While they waited at the café to be seated, the Frenchman stared at her coat, wondering how she would take it if he removed his leather glove and touched the fur of her collar. But while he ruminated on this, the Australian did it. One moment, the Australian was announcing in his ear-bending accent that he’d just get “his usual”; the next, he had leaned down to her level and was taking the fur-lined collar between his fingers. Cat watched his hand without alarm or ire.
“Let me guess. Not rabbit…not mink…But of course it’s real, you can tell just from lookin’…good ol’ fox?” He grinned when she nodded, and withdrew his hand.
The Frenchman couldn’t remember being seated, or what he ordered. He found he couldn’t focus on anything anyone was saying. There was only the rushing of blood between his ears. His deep-breathing training kicked just in time for him to catch the last of the Australian’s anecdote.
“…and so the cheetah mum got back to her little one just fine.”
Cat cooed at this happy ending, but Scott jumped in.
“You kidding me, hotshot? You saw—what, like, five cheetahs? In real life? No way. You can hardly see ‘em at the zoo, and they’re in cages there!”
“Oddly enough, a man sees a lot of things in a blind.” The Australian winked at Cat. She chuckled at his little pun.
The Frenchman felt the tension in his shoulders ratchet up another notch. But before he could calm down, he caught the examining look the Australian was giving him.
The Australian looked away. The Frenchman took another deep breath and forced himself to relax.
Water was put down on the table.
* * *
Water.
He retrieved his canteen from the pack and took a small sip. It wouldn’t do to drink it all before he reached the city.
* * *
The Australian leaned back in his chair and took a long pull of water. He set it down with a sigh.
“So, fellas, any adventures while I’ve been away?”
The team exchanged a brief look. Then their eyes slid to Cat, then to the Australian. The hunter nodded, just. With the League’s enemies about, the less she knew, the better.
The Australian covered up the pause. “For cryin’ out loud! No stories from any of you blokes? Miserable. Pathetic. I’m sure the little one here could put you all to shame, couldn’t she?&rdquo.
The Australian looked over his yellow glasses at her. “What about it, love? What have you seen since you’ve been here?”
“Well,” she said. She leaned back, staring up into the sky. The Frenchman looked up—right, they were seated outdoors, he hadn’t noticed—and saw the gray clouds swimming overhead. Did the clouds do this often over the city? He had never noticed before.
“I got a museum pass, so I’ve been using it on my time off,” she said. “I liked all the animals at the Naturhistorisches. . .”
“Some fine taxidermy there,” said the Australian. She nodded.
“And the Venus of Willendorf was neat, but I didn’t know she was so small! She’s only doll-sized. Not huge like I thought.
“But the best thing I’ve seen so far was this painting of Mercury in the underworld.”
“The underworld? Cat, that’s creepy!” said the boy. The Frenchman shot him a look.
“It’s mythology, Scott,” said the doctor. “Go on, my dear.”

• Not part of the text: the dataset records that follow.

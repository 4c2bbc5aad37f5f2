//! Play scenarios covering:
//! - Combat: phase transitions, attacks, movement limits, planned turns
//! - Magic: spell casting and scrolls
//! - Inventory: potions, tools, unknown items
//! - Sessions: joining, leaving, game state, custom extensions

pub mod combat;
pub mod inventory;
pub mod magic;
pub mod sessions;
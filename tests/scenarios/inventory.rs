//! Inventory scenario tests

use chard::character::{Character, Health, Item, ItemKind};
use serde_json::json;

use crate::harness::CharacterTest;

fn wounded_fighter() -> Character {
    let mut fighter = Character::new("hero", "Hero", "fighter", 1);
    fighter.health = Health {
        current: 5,
        maximum: 20,
        temporary: 0,
    };
    fighter
}

#[tokio::test]
async fn test_healing_potion() {
    let mut fighter = wounded_fighter();
    fighter.inventory.items.push(Item::healing_potion("p1", 10));
    fighter.inventory.items.push(Item::healing_potion("p2", 10));
    let hero = CharacterTest::from_record(fighter, &[10]).await.unwrap();

    let result = hero.act("inventory.use_item", json!({"itemId": "p1"})).await;
    assert!(result.success, "{:?}", result.error);

    let value = serde_json::to_value(&result).unwrap();
    assert_eq!(value["effect"], "potion");
    assert_eq!(value["health"], 15);

    let sheet = hero.sheet().await;
    assert_eq!(sheet.character.health.current, 15);
    let ids: Vec<&str> = sheet
        .character
        .inventory
        .items
        .iter()
        .map(|i| i.id.as_str())
        .collect();
    assert_eq!(ids, vec!["p2"]);
}

#[tokio::test]
async fn test_potion_heal_is_clamped() {
    let mut fighter = wounded_fighter();
    fighter.inventory.items.push(Item::healing_potion("p1", 50));
    let hero = CharacterTest::from_record(fighter, &[10]).await.unwrap();

    hero.act("inventory.use_item", json!({"id": "p1"})).await;
    assert_eq!(hero.sheet().await.character.health.current, 20);
}

#[tokio::test]
async fn test_unknown_item_has_no_effect() {
    let mut fighter = wounded_fighter();
    fighter.inventory.items.push(Item::healing_potion("p1", 10));
    let hero = CharacterTest::from_record(fighter, &[10]).await.unwrap();
    let before = hero.sheet().await.character;

    let result = hero.act("inventory.use_item", json!({"itemId": "nope"})).await;
    assert!(!result.success);
    assert_eq!(result.error.as_deref(), Some("item not found: nope"));

    let after = hero.sheet().await.character;
    assert_eq!(after.health, before.health);
    assert_eq!(after.inventory.items, before.inventory.items);
}

#[tokio::test]
async fn test_tool_is_kept() {
    let mut fighter = wounded_fighter();
    let mut rope = Item::with_id("t1", "Rope", ItemKind::Tool);
    rope.description = Some("You uncoil fifty feet of rope".to_string());
    fighter.inventory.items.push(rope);
    let hero = CharacterTest::from_record(fighter, &[10]).await.unwrap();

    let result = hero.act("inventory.use_item", json!({"itemId": "t1"})).await;
    let value = serde_json::to_value(&result).unwrap();
    assert_eq!(value["effect"], "tool");
    assert_eq!(value["consumed"], false);
    assert_eq!(value["description"], "You uncoil fifty feet of rope");
    assert_eq!(hero.sheet().await.character.inventory.items.len(), 1);
}

#[tokio::test]
async fn test_weapons_cannot_be_used() {
    let mut fighter = wounded_fighter();
    fighter
        .inventory
        .items
        .push(Item::weapon("w1", "Longsword", 1));
    let hero = CharacterTest::from_record(fighter, &[10]).await.unwrap();

    let result = hero.act("inventory.use_item", json!({"itemId": "w1"})).await;
    assert_eq!(result.error.as_deref(), Some("unsupported item type: weapon"));
}

#[tokio::test]
async fn test_equipped_weapon_feeds_attacks() {
    let mut fighter = Character::new("hero", "Hero", "fighter", 1);
    fighter.inventory.equipment.weapon = Some(Item::weapon("w1", "Longsword", 2));
    let hero = CharacterTest::from_record(fighter, &[12]).await.unwrap();
    hero.begin_turn().await;

    let result = hero.act("combat.attack", json!({"target": "orc"})).await;
    let value = serde_json::to_value(&result).unwrap();
    assert_eq!(value["weapon"], "Longsword");
    assert_eq!(value["attackBonus"], 7);
    assert_eq!(value["total"], 19);
}

#[tokio::test]
async fn test_weapon_damage_dice_roll_on_attack() {
    let mut fighter = Character::new("hero", "Hero", "fighter", 1);
    fighter.inventory.equipment.weapon =
        Some(Item::weapon("w1", "Longsword", 0).with_damage("1d8"));
    let hero = CharacterTest::from_record(fighter, &[12, 6]).await.unwrap();
    hero.begin_turn().await;

    let result = hero.act("combat.attack", json!({"target": "orc"})).await;
    assert!(result.success, "{:?}", result.error);
    let value = serde_json::to_value(&result).unwrap();
    assert_eq!(value["attackRoll"], 12);
    // 6 on the d8, strength 16 => +3
    assert_eq!(value["damage"]["rolls"], json!([6]));
    assert_eq!(value["damage"]["total"], 9);
}

#[tokio::test]
async fn test_stored_items_without_ids_are_usable() {
    let mut fighter = wounded_fighter();
    let mut potion = Item::healing_potion("", 4);
    potion.name = "Unlabeled Flask".to_string();
    fighter.inventory.items.push(potion);
    let hero = CharacterTest::from_record(fighter, &[10]).await.unwrap();

    let sheet = hero.sheet().await;
    let id = sheet.character.inventory.items[0].id.clone();
    assert!(!id.is_empty());

    let result = hero.act("inventory.use_item", json!({"itemId": id})).await;
    assert!(result.success, "{:?}", result.error);
    assert_eq!(hero.sheet().await.character.health.current, 9);
}

#[tokio::test]
async fn test_oversized_potion_heals_to_maximum() {
    let mut fighter = wounded_fighter();
    fighter
        .inventory
        .items
        .push(Item::healing_potion("p1", i32::MAX));
    let hero = CharacterTest::from_record(fighter, &[10]).await.unwrap();

    let result = hero.act("inventory.use_item", json!({"itemId": "p1"})).await;
    assert!(result.success, "{:?}", result.error);
    assert_eq!(hero.sheet().await.character.health.current, 20);

    // actor still answers afterwards
    let result = hero.act("exploration.move", json!({"direction": "east"})).await;
    assert!(result.success);
}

“I really can’t describe it right…it just glows.”
The Frenchman watched the way her eyes went soft, imagining the painting again. “It’s a whole wall, Scott, and the souls of the dead are barely there, it’s so dark, but around Mercury, he’s all light.” She shook her head. The Frenchman craved that little smile.
“I might have to hunt that one down,” said the Australian.
* * *
He had seen the painting—afterward. The Souls of Acheron. It hung in the museum with the sphinxes in the courtyard. And now here he was, he thought as the train clattered its way forward. On his own river Acheron. Could she see him now? Would she see him “all light”?
* * *
After work, when the Frenchman was halfway to his flat, the Australian revealed himself.
“I thought I was being followed,” said the Frenchman. The chill air made his cigarette smoke white.
“Bullocks,” said the Australian. “You haven’t been lookin’ at anything straight. ‘Cept her.”
The Frenchman sunk in his coat. “Is it that obvious?&rdquo.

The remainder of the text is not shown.